Stephanie Baker, KW Plastics director of market development, conducted a Virtual Field Trip from Pike County High School Thursday afternoon. Baker’s presentation was delivered through video conferencing to schools in Brantley, Headland, Pleasant Home and Baldwin County to students who are taking Environmental Science through ACCESS. The Troy University ACCESS program provides opportunities for schools in the 27 county districts to take classes and trips through video conferencing.

KW Plastics is headquartered in Troy and is the world’s largest producer of custom-engineered, recycled polypropylene co-polymer resins or, simply put, plastics.

Baker told the students that KW Plastics used innovative thinking to find a way to reclaim and recycle the plastic used in automotive battery casings.

“The casing had been put in landfills but the EPA got involved and banned the plastic casings from the landfills because they contained acid contaminants,” Baker said. “In 1981, KW Plastics found a way to break down and recycle the casings and give them back to the manufacturer.”

In 1992, KW Plastics diversified to include the recycling of other plastic materials.

Baker said the focus of KW Plastics is to find useful ways to take increasingly large amounts of waste out of the environment and develop new and innovative products.

“One of those products is the plastic paint can that is made from 100 percent recycled plastic,” said Baker, who explained the recycling process, step by step, to the students. “But it all begins with you. Those who recycle are the beginning of the process.”

Baker said that recycling has a tremendous impact on the environment. It preserves natural resources and reduces pollution, the need for landfills and litter.

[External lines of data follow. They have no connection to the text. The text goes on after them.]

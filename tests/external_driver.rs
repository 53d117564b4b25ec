// Copyright (c) 2026 The Aioli developers
// Licensed under the Apache License, Version 2.0
// <LICENSE-APACHE or
// http://www.apache.org/licenses/LICENSE-2.0> or the MIT
// license <LICENSE-MIT or http://opensource.org/licenses/MIT>,
// at your option. All files in the project carrying such
// notice may not be copied, modified, or distributed except
// according to those terms.

//! Drives the engine from an application-owned loop.
//!
//! A real embedder would feed readiness from its own poll; the test stands
//! in for one by reporting every watched descriptor ready each turn — the
//! engine's sticky readiness bits make over-reporting harmless.

#![cfg(unix)]

use std::collections::HashSet;
use std::io::{ErrorKind, Read, Write};
use std::net::TcpStream;
use std::os::unix::io::RawFd;
use std::sync::{Arc, Mutex};
use std::thread;
use std::time::Duration;

use aioli::{Action, Request, RequestCtx, Response, RunMode, Server, WatchKind};

#[test]
fn request_response_through_external_loop() {
    let watched: Arc<Mutex<HashSet<RawFd>>> = Arc::new(Mutex::new(HashSet::new()));
    let watch_list = watched.clone();

    let mut driver = Server::builder()
        .bind("127.0.0.1:0".parse().unwrap())
        .run_mode(RunMode::External {
            edge_triggered: false,
        })
        .handler(|request: &Request, _: &mut RequestCtx| {
            Action::Respond(Response::text(format!("ext {}", request.url())).into_shared())
        })
        .start_external(move |fd, kind| {
            let mut watched = watch_list.lock().unwrap();
            match kind {
                WatchKind::Remove => {
                    watched.remove(&fd);
                }
                _ => {
                    watched.insert(fd);
                }
            }
        })
        .unwrap();

    let addr = driver.addr().unwrap();
    let mut client = TcpStream::connect(addr).unwrap();
    client
        .write_all(b"GET /x HTTP/1.1\r\nHost: l\r\nConnection: close\r\n\r\n")
        .unwrap();
    client.set_nonblocking(true).unwrap();

    let mut wire = Vec::new();
    let mut closed = false;
    for _ in 0..2_000 {
        driver.listener_ready();
        let fds: Vec<RawFd> = watched.lock().unwrap().iter().copied().collect();
        for fd in fds {
            driver.fd_ready(fd, true, true, false);
        }
        driver.process();

        let mut buf = [0u8; 4096];
        match client.read(&mut buf) {
            Ok(0) => {
                closed = true;
                break;
            }
            Ok(n) => wire.extend_from_slice(&buf[..n]),
            Err(ref err) if err.kind() == ErrorKind::WouldBlock => {}
            Err(err) => panic!("client read failed: {err}"),
        }
        thread::sleep(Duration::from_millis(1));
    }

    assert!(closed, "server never closed the connection");
    let wire = String::from_utf8(wire).unwrap();
    assert!(wire.starts_with("HTTP/1.1 200 OK\r\n"), "wire: {wire}");
    assert!(wire.contains("Connection: close\r\n"));
    assert!(wire.ends_with("ext /x"));

    driver.shutdown();
}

“Recycling also has a great economic impact,” she said. “Right here in Troy, KW Plastics provides employment for 195 people and has an annual payroll of $6.6 million. KW Plastics pays around $4.5 annually in utility usage and $150,000 in local and state taxes. So, we all benefit indirectly from recycling.”

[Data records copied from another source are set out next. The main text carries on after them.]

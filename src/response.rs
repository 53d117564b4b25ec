// Copyright (c) 2026 The Aioli developers
// Licensed under the Apache License, Version 2.0
// <LICENSE-APACHE or
// http://www.apache.org/licenses/LICENSE-2.0> or the MIT
// license <LICENSE-MIT or http://opensource.org/licenses/MIT>,
// at your option. All files in the project carrying such
// notice may not be copied, modified, or distributed except
// according to those terms.

use std::borrow::Cow;
use std::fs::File;
use std::sync::atomic::{AtomicBool, Ordering};
use std::sync::{Arc, Mutex};

use crate::action::{ContentProducer, UpgradeHandler};
use crate::error::ResponseError;

/// Shared handle to a response.
///
/// Responses are reference-counted so one response can serve many requests
/// at once; the content's release hook (if any) runs exactly once, when the
/// last handle drops.
pub type SharedResponse = Arc<Response>;

/// Factory that builds one [`ContentProducer`] per use of the response.
pub type ProducerFactory = Box<dyn Fn() -> Box<dyn ContentProducer> + Send + Sync>;

/// Body of a response.
pub(crate) enum Content {
    Empty,
    Buffer(Vec<u8>),
    File {
        file: File,
        offset: u64,
        len: u64,
    },
    Iovec(OwnedIovec),
    /// Dynamically produced body of unknown length: chunked on HTTP/1.1,
    /// end-by-close on HTTP/1.0.
    Producer(ProducerFactory),
}

impl Content {
    /// Body length when known a priori.
    pub(crate) fn known_len(&self) -> Option<u64> {
        match self {
            Content::Empty => Some(0),
            Content::Buffer(data) => Some(data.len() as u64),
            Content::File { len, .. } => Some(*len),
            Content::Iovec(iov) => Some(iov.total_len()),
            Content::Producer(_) => None,
        }
    }
}

/// An owned scatter list: body segments plus an optional release hook.
///
/// The hook runs exactly once, when the iovec is dropped — that is, when the
/// owning response's last handle goes away, or immediately if the response
/// is rejected before being enqueued.
pub struct OwnedIovec {
    segments: Vec<Box<[u8]>>,
    release: Mutex<Option<Box<dyn FnOnce() + Send>>>,
}

impl OwnedIovec {
    pub fn new(segments: Vec<Box<[u8]>>) -> OwnedIovec {
        OwnedIovec {
            segments,
            release: Mutex::new(None),
        }
    }

    /// Attaches a hook that runs when the iovec is released.
    pub fn with_release<F>(mut self, hook: F) -> OwnedIovec
    where
        F: FnOnce() + Send + 'static,
    {
        self.release = Mutex::new(Some(Box::new(hook)));
        self
    }

    pub fn total_len(&self) -> u64 {
        self.segments.iter().map(|s| s.len() as u64).sum()
    }

    pub(crate) fn segments(&self) -> &[Box<[u8]>] {
        &self.segments
    }
}

impl Drop for OwnedIovec {
    fn drop(&mut self) {
        if let Ok(mut guard) = self.release.lock() {
            if let Some(hook) = guard.take() {
                hook();
            }
        }
    }
}

/// A response under construction, immutable once enqueued.
///
/// Build a `Response` with the provided constructors, adjust it with the
/// `with_*` builder methods, then hand it to the engine through
/// [`into_shared`](Response::into_shared). The first time the engine
/// enqueues it the response is *frozen*: from then on it may be served to
/// any number of requests but can never change again.
///
/// # Example
///
/// ```
/// use aioli::Response;
///
/// let response = Response::text("hello world")
///     .with_status_code(201)
///     .with_header("X-Request-Id", "42");
/// assert_eq!(response.status_code(), 201);
/// ```
pub struct Response {
    status_code: u16,
    headers: Vec<(Cow<'static, str>, Cow<'static, str>)>,
    pub(crate) content: Content,
    chunked_eligible: bool,
    frozen: AtomicBool,
    upgrade: Mutex<Option<Box<dyn UpgradeHandler>>>,
}

impl Response {
    fn with_content(status_code: u16, content: Content) -> Response {
        Response {
            status_code,
            headers: Vec::new(),
            content,
            chunked_eligible: true,
            frozen: AtomicBool::new(false),
            upgrade: Mutex::new(None),
        }
    }

    /// Builds a 200 response with a plain text body.
    pub fn text<S>(body: S) -> Response
    where
        S: Into<String>,
    {
        Response::with_content(200, Content::Buffer(body.into().into_bytes()))
            .with_header("Content-Type", "text/plain; charset=utf8")
    }

    /// Builds a 200 response with an HTML body.
    pub fn html<S>(body: S) -> Response
    where
        S: Into<String>,
    {
        Response::with_content(200, Content::Buffer(body.into().into_bytes()))
            .with_header("Content-Type", "text/html; charset=utf8")
    }

    /// Builds a 200 response from raw bytes.
    pub fn from_data<D>(content_type: &'static str, body: D) -> Response
    where
        D: Into<Vec<u8>>,
    {
        Response::with_content(200, Content::Buffer(body.into()))
            .with_header("Content-Type", content_type)
    }

    /// Builds a 200 response that serves `len` bytes of an open file
    /// starting at `offset`.
    ///
    /// The descriptor stays open until the response is destroyed. On
    /// plaintext Linux sockets the body goes out through `sendfile(2)`;
    /// everywhere else it is read into the connection buffer.
    pub fn from_file(file: File, offset: u64, len: u64) -> Response {
        Response::with_content(200, Content::File { file, offset, len })
    }

    /// Builds a 200 response from an owned scatter list.
    pub fn from_iovec(iovec: OwnedIovec) -> Response {
        Response::with_content(200, Content::Iovec(iovec))
    }

    /// Builds a 200 response whose body is generated on demand.
    ///
    /// The factory runs once per use of the response and must return a fresh
    /// [`ContentProducer`]. Because the length is unknown, the body is sent
    /// with chunked transfer-encoding to HTTP/1.1 clients and delimited by
    /// connection close for HTTP/1.0.
    pub fn from_producer<F>(factory: F) -> Response
    where
        F: Fn() -> Box<dyn ContentProducer> + Send + Sync + 'static,
    {
        Response::with_content(200, Content::Producer(Box::new(factory)))
    }

    /// Builds an empty response with the given status code.
    pub fn empty(status_code: u16) -> Response {
        Response::with_content(status_code, Content::Empty)
    }

    /// Builds an empty 400 response.
    #[inline]
    pub fn empty_400() -> Response {
        Response::empty(400)
    }

    /// Builds an empty 404 response.
    #[inline]
    pub fn empty_404() -> Response {
        Response::empty(404)
    }

    /// Builds a 101 response that hands the connection over to `handler`
    /// once the switching-protocols header block is on the wire.
    pub fn upgrade<H>(protocol: &'static str, handler: H) -> Response
    where
        H: UpgradeHandler + 'static,
    {
        let response = Response::with_content(101, Content::Empty)
            .with_header("Upgrade", protocol)
            .with_header("Connection", "Upgrade");
        *response.upgrade.lock().unwrap() = Some(Box::new(handler));
        response
    }

    /// Changes the status code.
    #[inline]
    pub fn with_status_code(mut self, code: u16) -> Response {
        self.status_code = code;
        self
    }

    /// Appends a header.
    ///
    /// `Content-Length`, `Transfer-Encoding` and `Date` are managed by the
    /// engine; values given here for those names are ignored at send time
    /// (except `Date`, which suppresses the generated one).
    pub fn with_header<N, V>(mut self, name: N, value: V) -> Response
    where
        N: Into<Cow<'static, str>>,
        V: Into<Cow<'static, str>>,
    {
        self.headers.push((name.into(), value.into()));
        self
    }

    /// Declares that this response must never be chunk-encoded; an
    /// unknown-length body is then delimited by connection close even on
    /// HTTP/1.1.
    pub fn with_chunking_disabled(mut self) -> Response {
        self.chunked_eligible = false;
        self
    }

    /// Appends a header to an already-built response.
    ///
    /// Fails with [`ResponseError::Frozen`] once the response has been
    /// enqueued.
    pub fn try_add_header<N, V>(&mut self, name: N, value: V) -> Result<(), ResponseError>
    where
        N: Into<Cow<'static, str>>,
        V: Into<Cow<'static, str>>,
    {
        if self.is_frozen() {
            return Err(ResponseError::Frozen);
        }
        self.headers.push((name.into(), value.into()));
        Ok(())
    }

    /// Wraps the response in its shareable handle.
    #[inline]
    pub fn into_shared(self) -> SharedResponse {
        Arc::new(self)
    }

    #[inline]
    pub fn status_code(&self) -> u16 {
        self.status_code
    }

    pub fn headers(&self) -> impl Iterator<Item = (&str, &str)> {
        self.headers.iter().map(|(n, v)| (n.as_ref(), v.as_ref()))
    }

    /// Body length when known a priori; `None` for producer-backed bodies.
    #[inline]
    pub fn content_length(&self) -> Option<u64> {
        self.content.known_len()
    }

    #[inline]
    pub fn is_frozen(&self) -> bool {
        self.frozen.load(Ordering::Acquire)
    }

    #[inline]
    pub(crate) fn chunked_eligible(&self) -> bool {
        self.chunked_eligible
    }

    /// Marks the response immutable. Called by the engine on first enqueue.
    pub(crate) fn freeze(&self) {
        self.frozen.store(true, Ordering::Release);
    }

    /// Whether this status code never carries a body.
    pub(crate) fn is_bodiless_status(&self) -> bool {
        self.status_code < 200 || self.status_code == 204 || self.status_code == 304
    }

    /// Takes the upgrade handler; at most one request can consume it.
    pub(crate) fn take_upgrade(&self) -> Option<Box<dyn UpgradeHandler>> {
        self.upgrade.lock().ok().and_then(|mut guard| guard.take())
    }

    pub(crate) fn has_upgrade(&self) -> bool {
        self.upgrade
            .lock()
            .map(|guard| guard.is_some())
            .unwrap_or(false)
    }
}

/// Returns the phrase conventionally paired with a status code.
pub(crate) fn reason_phrase(status_code: u16) -> &'static str {
    match status_code {
        100 => "Continue",
        101 => "Switching Protocols",
        200 => "OK",
        201 => "Created",
        202 => "Accepted",
        203 => "Non-Authoritative Information",
        204 => "No Content",
        205 => "Reset Content",
        206 => "Partial Content",
        300 => "Multiple Choices",
        301 => "Moved Permanently",
        302 => "Found",
        303 => "See Other",
        304 => "Not Modified",
        307 => "Temporary Redirect",
        308 => "Permanent Redirect",
        400 => "Bad Request",
        401 => "Unauthorized",
        402 => "Payment Required",
        403 => "Forbidden",
        404 => "Not Found",
        405 => "Method Not Allowed",
        406 => "Not Acceptable",
        407 => "Proxy Authentication Required",
        408 => "Request Timeout",
        409 => "Conflict",
        410 => "Gone",
        411 => "Length Required",
        412 => "Precondition Failed",
        413 => "Payload Too Large",
        414 => "URI Too Long",
        415 => "Unsupported Media Type",
        416 => "Range Not Satisfiable",
        417 => "Expectation Failed",
        426 => "Upgrade Required",
        431 => "Request Header Fields Too Large",
        500 => "Internal Server Error",
        501 => "Not Implemented",
        502 => "Bad Gateway",
        503 => "Service Unavailable",
        504 => "Gateway Timeout",
        505 => "HTTP Version Not Supported",
        _ => "Unknown",
    }
}

#[cfg(test)]
mod tests {
    use super::*;
    use std::sync::atomic::{AtomicUsize, Ordering};

    #[test]
    fn builder_chain() {
        let r = Response::text("hi").with_status_code(201).with_header("X-A", "1");
        assert_eq!(r.status_code(), 201);
        assert_eq!(r.content_length(), Some(2));
        assert!(r.headers().any(|(n, v)| n == "X-A" && v == "1"));
    }

    #[test]
    fn freeze_blocks_mutation() {
        let mut r = Response::text("hi");
        r.try_add_header("X-A", "1").unwrap();
        r.freeze();
        assert_eq!(r.try_add_header("X-B", "2"), Err(ResponseError::Frozen));
    }

    #[test]
    fn iovec_release_runs_exactly_once() {
        static FIRED: AtomicUsize = AtomicUsize::new(0);
        let iov = OwnedIovec::new(vec![b"abc".to_vec().into_boxed_slice()])
            .with_release(|| {
                FIRED.fetch_add(1, Ordering::SeqCst);
            });
        let shared = Response::from_iovec(iov).into_shared();
        let clone = shared.clone();
        drop(shared);
        assert_eq!(FIRED.load(Ordering::SeqCst), 0);
        drop(clone);
        assert_eq!(FIRED.load(Ordering::SeqCst), 1);
    }

    #[test]
    fn bodiless_statuses() {
        assert!(Response::empty(204).is_bodiless_status());
        assert!(Response::empty(304).is_bodiless_status());
        assert!(Response::empty(100).is_bodiless_status());
        assert!(!Response::empty(200).is_bodiless_status());
    }
}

The troubling fact about recycling is so few households recycle. Baker said that if only 10 percent more of Alabama’s households would recycle, 1,400 more jobs would be created. There would be $66 million more in personal income and $3 million more in annual state tax revenue.

“We are putting $3 million a year in the ground,” she said.

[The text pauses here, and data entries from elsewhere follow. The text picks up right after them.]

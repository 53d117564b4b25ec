// Copyright (c) 2026 The Aioli developers
// Licensed under the Apache License, Version 2.0
// <LICENSE-APACHE or
// http://www.apache.org/licenses/LICENSE-2.0> or the MIT
// license <LICENSE-MIT or http://opensource.org/licenses/MIT>,
// at your option. All files in the project carrying such
// notice may not be copied, modified, or distributed except
// according to those terms.

//! Request-line and header-block parsing.
//!
//! The request line is split by hand; the header block goes through
//! `httparse` after an obs-fold pre-pass. Everything that survives parsing
//! is copied into the connection arena, so the read buffer can be compacted
//! underneath it.

use std::str;

use arrayvec::ArrayString;
use percent_encoding::percent_decode;

use crate::arena::{Arena, StrSpan};
use crate::error::ParseError;
use crate::request::{HttpVersion, Method};

/// How pedantically request syntax is enforced.
#[derive(Debug, Clone, Copy, PartialEq, Eq, Default)]
pub enum Strictness {
    /// Reject everything the RFCs have deprecated (notably obs-fold).
    #[default]
    Strict,
    /// Tolerate obsolete header folding by substituting whitespace.
    Lenient,
}

/// Longest method token the engine stores. Anything longer is treated as a
/// malformed request line.
pub(crate) const MAX_METHOD_LEN: usize = 32;

/// Finds the first CRLF at or after `from.saturating_sub(1)` (the rollback
/// covers a CR that arrived at the end of the previous read).
pub(crate) fn find_crlf(buf: &[u8], from: usize) -> Option<usize> {
    let off = from.saturating_sub(1);
    buf[off..]
        .windows(2)
        .position(|w| w == b"\r\n")
        .map(|pos| off + pos)
}

/// Finds the first CRLFCRLF at or after `from.saturating_sub(3)`.
pub(crate) fn find_header_end(buf: &[u8], from: usize) -> Option<usize> {
    let off = from.saturating_sub(3);
    buf[off..]
        .windows(4)
        .position(|w| w == b"\r\n\r\n")
        .map(|pos| off + pos)
}

#[derive(Debug)]
pub(crate) struct ParsedRequestLine {
    pub method: Method,
    pub raw_method: ArrayString<MAX_METHOD_LEN>,
    pub raw_target: StrSpan,
    pub path: StrSpan,
    pub query: Option<StrSpan>,
    pub version: HttpVersion,
}

/// Parses `METHOD SP request-target SP HTTP-version` (without the CRLF).
///
/// Accepted target forms: origin-form, authority-form for CONNECT, and the
/// bare asterisk for OPTIONS. Arena exhaustion maps to 414: the line was
/// within buffer capacity but its decoded pieces do not fit the pool.
pub(crate) fn parse_request_line(
    line: &[u8],
    arena: &mut Arena,
) -> Result<ParsedRequestLine, ParseError> {
    let line = str::from_utf8(line).map_err(|_| ParseError::MalformedRequestLine)?;

    let mut words = line.split(' ');
    let (method_token, target, version) = match (words.next(), words.next(), words.next()) {
        (Some(m), Some(t), Some(v)) if words.next().is_none() => (m, t, v),
        _ => return Err(ParseError::MalformedRequestLine),
    };

    if method_token.is_empty()
        || method_token.len() > MAX_METHOD_LEN
        || !method_token.bytes().all(is_token_byte)
    {
        return Err(ParseError::MalformedRequestLine);
    }
    if target.is_empty() {
        return Err(ParseError::MalformedRequestLine);
    }

    let version = parse_version(version)?;
    let method = Method::from_token(method_token);
    let raw_method =
        ArrayString::from(method_token).map_err(|_| ParseError::MalformedRequestLine)?;

    let raw_target = arena
        .alloc_str(target)
        .ok_or(ParseError::RequestLineTooLarge)?;

    let (path, query) = decode_target(method, target, arena)?;

    Ok(ParsedRequestLine {
        method,
        raw_method,
        raw_target,
        path,
        query,
        version,
    })
}

fn parse_version(version: &str) -> Result<HttpVersion, ParseError> {
    match version {
        "HTTP/1.1" => Ok(HttpVersion::Http11),
        "HTTP/1.0" => Ok(HttpVersion::Http10),
        v if v.starts_with("HTTP/") => Err(ParseError::UnsupportedVersion),
        _ => Err(ParseError::MalformedRequestLine),
    }
}

fn is_token_byte(b: u8) -> bool {
    matches!(b,
        b'!' | b'#' | b'$' | b'%' | b'&' | b'\'' | b'*' | b'+' | b'-' | b'.' | b'^' | b'_'
        | b'`' | b'|' | b'~' | b'0'..=b'9' | b'a'..=b'z' | b'A'..=b'Z')
}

Baker said that KW Plastics has to go into Canada and Mexico to help meet the demands for recyclable plastic.

“The United States does not supply enough plastic to meet the demands,” she said. “If KW had to depend only on Alabama to supply its needs, we would only have enough recyclable plastic for two days.”

She encouraged the students to explore opportunities for recycling in the area.

“We have several metal companies here so, every time you throw away an aluminum can, you’re throwing away money and an opportunity to have an impact on the environment and the economy,” she said. “Recycling is worth the time and the effort.”


  • Omelas

    Troy students get an even better tour of Sanders Lead daily….every time they take a breath.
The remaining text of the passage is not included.